How did Donald Trump lose control of Epstein’s spin cycle?
Almost for one Over the past decade, US President Donald Trump has managed to control the conspiracy theory swirl around notorious financier and registered sex offender Jeffrey Epstein. Conspiracy theories were in his favor. They were one of the factors that attracted him to the position. It’s only been in the past few weeks — with the release of new Epstein documents and the public defection of Republican lawmakers — that the tangled web of misinformation has spiraled out of Trump’s control.
It all started with QAnon. It was no exaggeration when Georgia Rep. Marjorie Taylor Green posted about it in November 2017 when she posted a video praising Cave as a “patriot.”

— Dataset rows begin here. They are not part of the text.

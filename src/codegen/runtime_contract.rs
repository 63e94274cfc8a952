//! Names of the Nova runtime library the emitter calls into. Kept as one
//! table so the runtime jar and the emitter can never silently drift apart;
//! `xtask check-runtime-contract` greps this module and `src/codegen` for
//! every `NovaXxx.method` call site.
//!
//! Runtime call sites referenced from the rest of `codegen`:
//! `NovaOps.add`, `NovaValue.truthyCheck`, `NovaCollections.getIndex`,
//! `NovaCollections.setIndex`, `NovaCollections.iterator`,
//! `NovaCollections.hasNext`, `NovaCollections.next`,
//! `NovaCollections.rangeInclusive`, `NovaCollections.rangeExclusive`,
//! `NovaResult.checkIsOk`, `NovaResult.checkIsErr`, `NovaResult.checkIsResult`,
//! `NovaAnnotations.trigger`, `NovaCallable.invoke`.

/// Dynamic-dispatch `+` when neither operand's runtime kind is known statically.
pub const NOVA_OPS: &str = "nova/runtime/NovaOps";
pub const NOVA_OPS_ADD: &str = "add";
pub const NOVA_OPS_ADD_DESC: &str = "(Ljava/lang/Object;Ljava/lang/Object;)Ljava/lang/Object;";

/// Backs the unfused `Branch` terminator's `Object → boolean` coercion.
pub const NOVA_VALUE: &str = "nova/runtime/NovaValue";
pub const NOVA_VALUE_TRUTHY_CHECK: &str = "truthyCheck";
pub const NOVA_VALUE_TRUTHY_CHECK_DESC: &str = "(Ljava/lang/Object;)Z";

/// Fallback `INDEX_GET`/`INDEX_SET` dispatch for receivers that are neither
/// a `Map`/`List` family type nor a primitive array.
pub const NOVA_COLLECTIONS: &str = "nova/runtime/NovaCollections";
pub const NOVA_COLLECTIONS_GET_INDEX: &str = "getIndex";
pub const NOVA_COLLECTIONS_GET_INDEX_DESC: &str = "(Ljava/lang/Object;Ljava/lang/Object;)Ljava/lang/Object;";
pub const NOVA_COLLECTIONS_SET_INDEX: &str = "setIndex";
pub const NOVA_COLLECTIONS_SET_INDEX_DESC: &str =
    "(Ljava/lang/Object;Ljava/lang/Object;Ljava/lang/Object;)Ljava/lang/Object;";

/// `for (x in iterable)`'s iterator protocol, mirroring `java.util.Iterator`
/// over whatever iterable kind `iterable` turns out to be at runtime.
pub const NOVA_COLLECTIONS_ITERATOR: &str = "iterator";
pub const NOVA_COLLECTIONS_ITERATOR_DESC: &str = "(Ljava/lang/Object;)Ljava/lang/Object;";
pub const NOVA_COLLECTIONS_HAS_NEXT: &str = "hasNext";
pub const NOVA_COLLECTIONS_HAS_NEXT_DESC: &str = "(Ljava/lang/Object;)Z";
pub const NOVA_COLLECTIONS_NEXT: &str = "next";
pub const NOVA_COLLECTIONS_NEXT_DESC: &str = "(Ljava/lang/Object;)Ljava/lang/Object;";

/// `start..end` / `start..<end` range-literal construction.
pub const NOVA_COLLECTIONS_RANGE_INCLUSIVE: &str = "rangeInclusive";
pub const NOVA_COLLECTIONS_RANGE_EXCLUSIVE: &str = "rangeExclusive";
pub const NOVA_COLLECTIONS_RANGE_DESC: &str = "(Ljava/lang/Object;Ljava/lang/Object;)Ljava/lang/Object;";

/// Backs `Result`/`Ok`/`Err` type-check/cast lowering.
pub const NOVA_RESULT: &str = "nova/runtime/NovaResult";
pub const NOVA_RESULT_CHECK_IS_OK: &str = "checkIsOk";
pub const NOVA_RESULT_CHECK_IS_ERR: &str = "checkIsErr";
pub const NOVA_RESULT_CHECK_IS_RESULT: &str = "checkIsResult";
pub const NOVA_RESULT_CHECK_DESC: &str = "(Ljava/lang/Object;)Z";

/// Class-level `<clinit>` hook for any runtime annotation other than
/// `data`/`builder`.
pub const NOVA_ANNOTATIONS: &str = "nova/runtime/NovaAnnotations";
pub const NOVA_ANNOTATIONS_TRIGGER: &str = "trigger";
pub const NOVA_ANNOTATIONS_TRIGGER_DESC: &str =
    "(Ljava/lang/String;Ljava/lang/Class;Ljava/util/Map;)V";

/// Boxes varargs into `Object[]` and dispatches a non-zero-arity external
/// Java constructor whose overload set can't be pre-scanned.
pub const METHOD_HANDLE_CACHE: &str = "nova/runtime/MethodHandleCache";
pub const METHOD_HANDLE_CACHE_NEW_INSTANCE: &str = "newInstance";
pub const METHOD_HANDLE_CACHE_NEW_INSTANCE_DESC: &str =
    "(Ljava/lang/String;[Ljava/lang/Object;)Ljava/lang/Object;";

/// Backs calling a value of function type that isn't a direct `this.method()`
/// or bare-name dispatch (a lambda held in a variable, a method reference
/// passed around and invoked later) — same varargs-boxing shape as
/// `MethodHandleCache.newInstance`, keyed by callee rather than class name.
pub const NOVA_CALLABLE: &str = "nova/runtime/NovaCallable";
pub const NOVA_CALLABLE_INVOKE: &str = "invoke";
pub const NOVA_CALLABLE_INVOKE_DESC: &str = "(Ljava/lang/Object;[Ljava/lang/Object;)Ljava/lang/Object;";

The movement was led by “Q,” who claimed to be a government insider and released what they claimed was top secret information in posts known as “drops” on the anonymous message board 4chan. Cave proposed a wild and false conspiracy theory that a group of Democratic and Hollywood elites were behind a global sex-trafficking ring.
Jeffrey Epstein used to be one of the key figures in the QAnon world.
Epstein was first mentioned just two weeks after QAnon started in late October 2017, and has been referenced dozens of times in the nearly 5,000 posts Q has written over the next three years. Like all good conspiracy theories, this one contained a kernel of truth: the fact that Epstein had pleaded guilty to solicitation charges in 2008 meant that QAnon supporters were emboldened to believe every wild claim Q made.
I became aware of QAnon in early 2018 but didn’t write about it until September of that year. At the time Greene began promoting it, years before he was elected to Congress, the conspiracy was in its infancy with a handful of devoted followers.
Trump was quickly cast as the hero of this narrative, working against the “deep state” to expose these demons and create a “storm” that would see the cabal unmasked and everyone from Epstein to the Clintons face public execution. (No, really) Trump, who has claimed that his relationship with Epstein ended around 2004, used the QAnon community to his advantage. Trump praised his followers ahead of the 2020 election and endorsed Green’s congressional campaign after she won the primary.
Epstein had become sort of shorthand for those in QAnon trying to explain it to outsiders. Cave repeatedly returned to the subject of Epstein, claiming that the disgraced tycoon had a dungeon (under the temple) on his island, complete with “sex and torture chambers.”